I totally agree. However, I strongly disagree with the order of these questions.
The fundamental purpose of expository writing (and by extension expository public speaking) is to modify the reader's (or listener's) view of the topic under discussion. In the first instance, this requires knowing who one is writing for, i.e. what is their current opinion of the subject at hand and how it may be reinforced (if that's what you want) or how it might be changed (if that's what you want). Knowing what kind of document you are writing (annual report, financial forecast, news release, political platform, etc.), and who you are writing for (board of directors, company employees, newspapers, newsletters, online blog, the general public) are techniques, not objectives.
Let me reiterate this.
The fundamental purpose of expository writing (speaking) is to modify the reader's (listener's) opinion in the direction you want. Everything else is technique.
I imagine the author of the book intuitively understood this.

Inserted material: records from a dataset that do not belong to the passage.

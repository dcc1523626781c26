pub mod invoke;
pub mod object_store;
pub mod request_execution;
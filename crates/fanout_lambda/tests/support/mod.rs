#![allow(dead_code)]

use std::sync::Mutex;

use async_trait::async_trait;
use fanout_core::contract::{Protocol, WorkPacket};
use fanout_core::outcome::{ExecutionResult, ResponseRecord};
use fanout_core::template::RenderedRequest;
use fanout_lambda::adapters::invoke::{DispatchError, SelfInvoker};
use fanout_lambda::adapters::object_store::{ObjectStore, StoreError};
use fanout_lambda::adapters::request_execution::RequestExecutor;
use fanout_lambda::handlers::dispatcher::DispatcherConfig;
use serde_json::Value;

pub const SELF_ARN: &str = "arn:aws:lambda:us-east-1:123456789012:function:fanout-worker";

pub fn dispatcher_config() -> DispatcherConfig {
    DispatcherConfig {
        function_identity: SELF_ARN.to_string(),
        results_prefix: String::new(),
    }
}

/// Answers every request with 200 unless the host is listed as unreachable.
#[derive(Default)]
pub struct StubExecutor {
    pub unreachable_hosts: Vec<String>,
    pub issued_uris: Mutex<Vec<String>>,
}

#[async_trait]
impl RequestExecutor for StubExecutor {
    async fn execute(&self, protocol: Protocol, request: &RenderedRequest) -> ExecutionResult {
        let uri = request.uri(protocol);
        self.issued_uris.lock().expect("executor lock").push(uri.clone());
        if self.unreachable_hosts.contains(&request.host) {
            return ExecutionResult::failure(format!("request to '{uri}' failed: dns error"));
        }
        ExecutionResult::Success(ResponseRecord {
            headers: Default::default(),
            body: format!("{} {}", request.method, request.target),
            status: 200,
            hostname: request.host.clone(),
        })
    }
}

#[derive(Default)]
pub struct MemoryStore {
    pub objects: Mutex<Vec<(String, Value)>>,
    /// Writes whose key contains this fragment fail.
    pub reject_keys_containing: Option<String>,
}

impl MemoryStore {
    pub fn keys(&self) -> Vec<String> {
        self.objects
            .lock()
            .expect("store lock")
            .iter()
            .map(|(key, _)| key.clone())
            .collect()
    }

    pub fn count_in(&self, namespace: &str) -> usize {
        self.keys()
            .iter()
            .filter(|key| key.starts_with(namespace))
            .count()
    }
}

#[async_trait]
impl ObjectStore for MemoryStore {
    async fn put_object(&self, key: &str, body: Vec<u8>) -> Result<(), StoreError> {
        if let Some(fragment) = &self.reject_keys_containing {
            if key.contains(fragment.as_str()) {
                return Err(StoreError::Write {
                    key: key.to_string(),
                    message: "simulated outage".to_string(),
                });
            }
        }
        let value: Value = serde_json::from_slice(&body).expect("records are json");
        self.objects
            .lock()
            .expect("store lock")
            .push((key.to_string(), value));
        Ok(())
    }
}

#[derive(Default)]
pub struct RecordingInvoker {
    pub packets: Mutex<Vec<(String, WorkPacket)>>,
    pub fail: bool,
}

impl RecordingInvoker {
    pub fn failing() -> Self {
        Self {
            fail: true,
            ..Self::default()
        }
    }

    pub fn take(&self) -> Vec<(String, WorkPacket)> {
        std::mem::take(&mut *self.packets.lock().expect("invoker lock"))
    }
}

#[async_trait]
impl SelfInvoker for RecordingInvoker {
    async fn invoke_async(
        &self,
        function_identity: &str,
        payload: Vec<u8>,
    ) -> Result<(), DispatchError> {
        if self.fail {
            return Err(DispatchError {
                function_identity: function_identity.to_string(),
                message: "throttled".to_string(),
            });
        }
        let packet: WorkPacket = serde_json::from_slice(&payload).expect("continuation is a packet");
        self.packets
            .lock()
            .expect("invoker lock")
            .push((function_identity.to_string(), packet));
        Ok(())
    }
}
use tracing_subscriber::EnvFilter;

const DEFAULT_FILTER: &str = "info";

/// Installs JSON-line logging for the worker. `RUST_LOG` overrides the
/// default `info` filter; set it to `debug` to see placeholder substitutions.
pub fn init() {
    let filter =
        EnvFilter::try_from_default_env().unwrap_or_else(|_| EnvFilter::new(DEFAULT_FILTER));

    // A subscriber may already be installed (tests, embedding); keep it.
    let _ = tracing_subscriber::fmt()
        .json()
        .with_env_filter(filter)
        .with_target(false)
        .with_current_span(false)
        .with_ansi(false)
        .try_init();
}
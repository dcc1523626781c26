//! Shared fan-out worker domain primitives.
//!
//! This crate owns the deterministic parts of the worker: the work packet
//! contract, the splitting policy, template rendering, and the naming and
//! encoding of result records. It intentionally excludes AWS SDK, HTTP client
//! and Lambda runtime concerns.

pub mod contract;
pub mod outcome;
pub mod splitting;
pub mod storage_keys;
pub mod template;
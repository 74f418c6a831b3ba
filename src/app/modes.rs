//! View and input mode state types for the application.
//!
//! Two independent axes:
//!
//! - [`ViewState`] decides which body is on screen: the result list
//!   (**Browsing**) or one record's details (**Inspecting**). Exactly one is
//!   visible at a time.
//! - [`InputMode`] decides how keys are read: as commands (**Normal**) or as
//!   text typed into the search bar (**Editing**).
//!
//! # Transitions
//!
//! ```text
//!              SelectBook (non-empty list)
//!   Browsing ───────────────────────────────▶ Inspecting
//!      ▲                                         │
//!      └── Back | SearchResponse | ToggleSort ───┘
//!                | ToggleEbookFilter
//! ```

/// Which body the plugin shows.
#[derive(Debug, Clone, Copy, Default, PartialEq, Eq)]
pub enum ViewState {
    /// Result list is visible; selection keys move the cursor.
    #[default]
    Browsing,

    /// Detail view of a single record is visible.
    Inspecting,
}

/// Current input handling mode.
#[derive(Debug, Clone, Copy, Default, PartialEq, Eq)]
pub enum InputMode {
    /// Keys are commands: navigate, select, sort, filter, quit.
    #[default]
    Normal,

    /// Keys edit the search query; Enter submits, Esc returns to Normal.
    Editing,
}
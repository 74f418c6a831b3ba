//! Sandbox filesystem helpers.
//!
//! Inside the Zellij plugin sandbox the host filesystem is mounted under
//! `/host`; these helpers map user-facing paths onto it.

pub mod paths;

pub use paths::{expand_tilde, get_data_dir, resolve_host_path};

However, apparently putting the three pieces of advice on par with each other, and also putting the most important piece of advice as number 3, is more than just a little bit confusing. It is seriously leading.
I can't count how many pieces of expository writing and expository speaking I have seen that have introduced their topic by telling the audience: "Play close attention to what I am about to tell you because it will be of benefit to you." And then proceeded to drone on as if the audience's attention had thus been acquired and would not flag.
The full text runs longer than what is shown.